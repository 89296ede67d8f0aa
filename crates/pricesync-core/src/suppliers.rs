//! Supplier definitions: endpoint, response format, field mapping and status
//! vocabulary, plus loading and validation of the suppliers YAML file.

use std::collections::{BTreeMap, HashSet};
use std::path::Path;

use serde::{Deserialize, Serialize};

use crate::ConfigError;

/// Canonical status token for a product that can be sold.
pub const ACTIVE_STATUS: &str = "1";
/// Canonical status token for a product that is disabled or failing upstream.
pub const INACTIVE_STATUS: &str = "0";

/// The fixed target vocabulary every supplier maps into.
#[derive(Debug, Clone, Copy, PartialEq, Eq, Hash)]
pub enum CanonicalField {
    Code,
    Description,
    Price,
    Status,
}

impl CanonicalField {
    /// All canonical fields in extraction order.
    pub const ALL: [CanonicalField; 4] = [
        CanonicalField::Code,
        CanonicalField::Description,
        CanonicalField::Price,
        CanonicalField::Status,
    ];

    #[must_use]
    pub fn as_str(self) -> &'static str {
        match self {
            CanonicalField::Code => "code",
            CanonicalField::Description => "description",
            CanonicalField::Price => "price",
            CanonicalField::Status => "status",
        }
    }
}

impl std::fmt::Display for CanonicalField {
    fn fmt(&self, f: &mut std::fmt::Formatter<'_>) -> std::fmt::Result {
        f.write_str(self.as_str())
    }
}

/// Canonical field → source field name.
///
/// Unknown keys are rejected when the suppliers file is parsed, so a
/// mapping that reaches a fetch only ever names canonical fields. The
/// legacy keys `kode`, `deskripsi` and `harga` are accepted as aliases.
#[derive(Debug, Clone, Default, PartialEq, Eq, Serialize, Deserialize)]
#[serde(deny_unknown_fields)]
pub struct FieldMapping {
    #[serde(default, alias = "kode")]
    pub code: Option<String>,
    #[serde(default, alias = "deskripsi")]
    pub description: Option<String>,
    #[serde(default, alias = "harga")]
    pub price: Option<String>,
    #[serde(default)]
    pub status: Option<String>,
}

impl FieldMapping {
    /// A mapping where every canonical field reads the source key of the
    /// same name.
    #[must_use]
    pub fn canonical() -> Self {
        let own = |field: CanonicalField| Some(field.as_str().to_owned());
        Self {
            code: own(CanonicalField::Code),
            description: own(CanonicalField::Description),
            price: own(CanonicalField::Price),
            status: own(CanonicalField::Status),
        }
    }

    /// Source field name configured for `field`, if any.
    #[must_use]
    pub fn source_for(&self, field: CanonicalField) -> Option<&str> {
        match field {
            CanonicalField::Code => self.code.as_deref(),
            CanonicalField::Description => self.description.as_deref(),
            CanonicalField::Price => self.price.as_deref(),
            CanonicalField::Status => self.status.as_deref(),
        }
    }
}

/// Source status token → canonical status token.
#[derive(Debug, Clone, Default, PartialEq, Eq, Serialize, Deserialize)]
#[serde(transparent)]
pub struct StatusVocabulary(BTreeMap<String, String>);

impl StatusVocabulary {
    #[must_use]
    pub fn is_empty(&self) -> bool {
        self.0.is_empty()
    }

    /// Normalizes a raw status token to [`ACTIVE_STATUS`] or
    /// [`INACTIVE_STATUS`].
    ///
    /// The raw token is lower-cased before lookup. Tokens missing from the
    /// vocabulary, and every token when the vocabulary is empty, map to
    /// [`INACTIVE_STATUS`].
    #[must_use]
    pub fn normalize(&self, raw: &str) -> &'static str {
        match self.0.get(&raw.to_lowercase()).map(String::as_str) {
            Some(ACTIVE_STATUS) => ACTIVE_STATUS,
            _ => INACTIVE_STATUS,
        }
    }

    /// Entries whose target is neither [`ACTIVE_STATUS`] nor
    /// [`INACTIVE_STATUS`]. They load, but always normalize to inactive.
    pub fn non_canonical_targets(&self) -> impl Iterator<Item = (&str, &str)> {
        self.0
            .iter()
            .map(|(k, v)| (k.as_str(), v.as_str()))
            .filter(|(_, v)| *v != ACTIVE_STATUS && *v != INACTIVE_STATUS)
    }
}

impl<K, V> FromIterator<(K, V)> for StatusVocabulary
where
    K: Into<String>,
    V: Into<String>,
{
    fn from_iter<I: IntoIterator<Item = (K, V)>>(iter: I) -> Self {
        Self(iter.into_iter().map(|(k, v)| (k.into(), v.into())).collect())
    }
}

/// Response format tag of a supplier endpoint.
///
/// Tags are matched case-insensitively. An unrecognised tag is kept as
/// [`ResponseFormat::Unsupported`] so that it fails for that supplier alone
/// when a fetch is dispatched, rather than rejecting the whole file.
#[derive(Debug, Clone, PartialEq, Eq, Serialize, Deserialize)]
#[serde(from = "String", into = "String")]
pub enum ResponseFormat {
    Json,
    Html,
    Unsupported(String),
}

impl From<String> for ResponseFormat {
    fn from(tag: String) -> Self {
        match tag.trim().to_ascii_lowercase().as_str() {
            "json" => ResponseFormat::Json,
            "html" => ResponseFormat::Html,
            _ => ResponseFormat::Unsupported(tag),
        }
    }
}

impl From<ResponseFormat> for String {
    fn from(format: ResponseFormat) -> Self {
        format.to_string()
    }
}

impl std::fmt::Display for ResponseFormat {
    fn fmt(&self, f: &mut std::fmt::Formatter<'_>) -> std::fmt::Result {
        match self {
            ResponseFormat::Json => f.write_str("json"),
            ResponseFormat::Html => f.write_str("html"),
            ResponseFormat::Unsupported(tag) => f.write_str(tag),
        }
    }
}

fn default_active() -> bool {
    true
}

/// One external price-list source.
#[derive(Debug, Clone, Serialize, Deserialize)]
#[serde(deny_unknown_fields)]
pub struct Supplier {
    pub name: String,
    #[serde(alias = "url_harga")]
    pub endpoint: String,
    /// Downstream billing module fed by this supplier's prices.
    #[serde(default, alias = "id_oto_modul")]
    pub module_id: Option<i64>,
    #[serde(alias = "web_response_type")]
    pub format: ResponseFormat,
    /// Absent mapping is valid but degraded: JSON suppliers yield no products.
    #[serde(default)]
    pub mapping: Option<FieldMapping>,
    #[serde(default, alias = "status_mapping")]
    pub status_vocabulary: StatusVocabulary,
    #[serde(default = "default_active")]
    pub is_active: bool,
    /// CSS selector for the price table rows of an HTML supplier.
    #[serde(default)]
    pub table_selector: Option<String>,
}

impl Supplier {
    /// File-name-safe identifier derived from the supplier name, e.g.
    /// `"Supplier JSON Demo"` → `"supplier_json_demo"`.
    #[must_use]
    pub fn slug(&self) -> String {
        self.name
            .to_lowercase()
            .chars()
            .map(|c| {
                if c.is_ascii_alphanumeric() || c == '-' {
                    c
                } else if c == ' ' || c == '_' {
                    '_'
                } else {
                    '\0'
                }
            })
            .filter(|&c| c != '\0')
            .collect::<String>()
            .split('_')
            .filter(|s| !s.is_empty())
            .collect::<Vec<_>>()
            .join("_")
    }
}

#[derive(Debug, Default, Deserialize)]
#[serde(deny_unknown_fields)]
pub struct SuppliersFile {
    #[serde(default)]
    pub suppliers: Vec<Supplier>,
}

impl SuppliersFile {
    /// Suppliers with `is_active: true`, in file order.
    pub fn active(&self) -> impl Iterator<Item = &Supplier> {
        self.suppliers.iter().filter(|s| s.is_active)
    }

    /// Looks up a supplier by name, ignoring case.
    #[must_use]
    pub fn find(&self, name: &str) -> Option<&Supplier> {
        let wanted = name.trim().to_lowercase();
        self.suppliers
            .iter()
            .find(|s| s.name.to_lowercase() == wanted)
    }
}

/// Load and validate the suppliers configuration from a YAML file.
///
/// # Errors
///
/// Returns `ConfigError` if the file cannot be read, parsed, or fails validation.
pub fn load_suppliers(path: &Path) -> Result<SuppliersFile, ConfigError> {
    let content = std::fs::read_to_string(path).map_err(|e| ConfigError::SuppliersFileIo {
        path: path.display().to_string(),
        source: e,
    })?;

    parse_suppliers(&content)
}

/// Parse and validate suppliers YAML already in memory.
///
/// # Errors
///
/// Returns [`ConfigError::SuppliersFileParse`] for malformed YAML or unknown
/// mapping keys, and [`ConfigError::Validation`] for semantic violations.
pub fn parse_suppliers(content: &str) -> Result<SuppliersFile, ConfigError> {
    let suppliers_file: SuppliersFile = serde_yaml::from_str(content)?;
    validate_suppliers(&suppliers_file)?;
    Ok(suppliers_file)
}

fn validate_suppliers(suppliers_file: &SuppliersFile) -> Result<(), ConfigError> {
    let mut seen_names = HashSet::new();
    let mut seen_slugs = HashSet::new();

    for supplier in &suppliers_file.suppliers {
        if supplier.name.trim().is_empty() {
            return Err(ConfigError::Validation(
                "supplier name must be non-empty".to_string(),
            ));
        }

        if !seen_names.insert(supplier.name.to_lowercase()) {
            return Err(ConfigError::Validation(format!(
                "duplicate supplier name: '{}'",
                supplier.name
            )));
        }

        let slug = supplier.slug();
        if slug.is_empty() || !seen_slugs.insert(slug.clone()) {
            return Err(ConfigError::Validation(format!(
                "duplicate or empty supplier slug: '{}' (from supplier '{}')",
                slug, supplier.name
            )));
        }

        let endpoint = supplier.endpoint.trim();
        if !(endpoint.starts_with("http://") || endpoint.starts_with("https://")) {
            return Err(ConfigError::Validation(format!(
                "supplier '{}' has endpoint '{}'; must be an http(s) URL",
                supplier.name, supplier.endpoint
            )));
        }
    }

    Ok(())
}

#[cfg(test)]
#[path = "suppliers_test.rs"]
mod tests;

> _About this task_:
Please write out, exactly as they appear above, only the lines in the stretch from the line with "canonical status token." through the line with "pub fn is_empty(&self)".

> _Response_:
/// Source status token → canonical status token.
#[derive(Debug, Clone, Default, PartialEq, Eq, Serialize, Deserialize)]
#[serde(transparent)]
pub struct StatusVocabulary(BTreeMap<String, String>);

impl StatusVocabulary {
    #[must_use]
    pub fn is_empty(&self) -> bool {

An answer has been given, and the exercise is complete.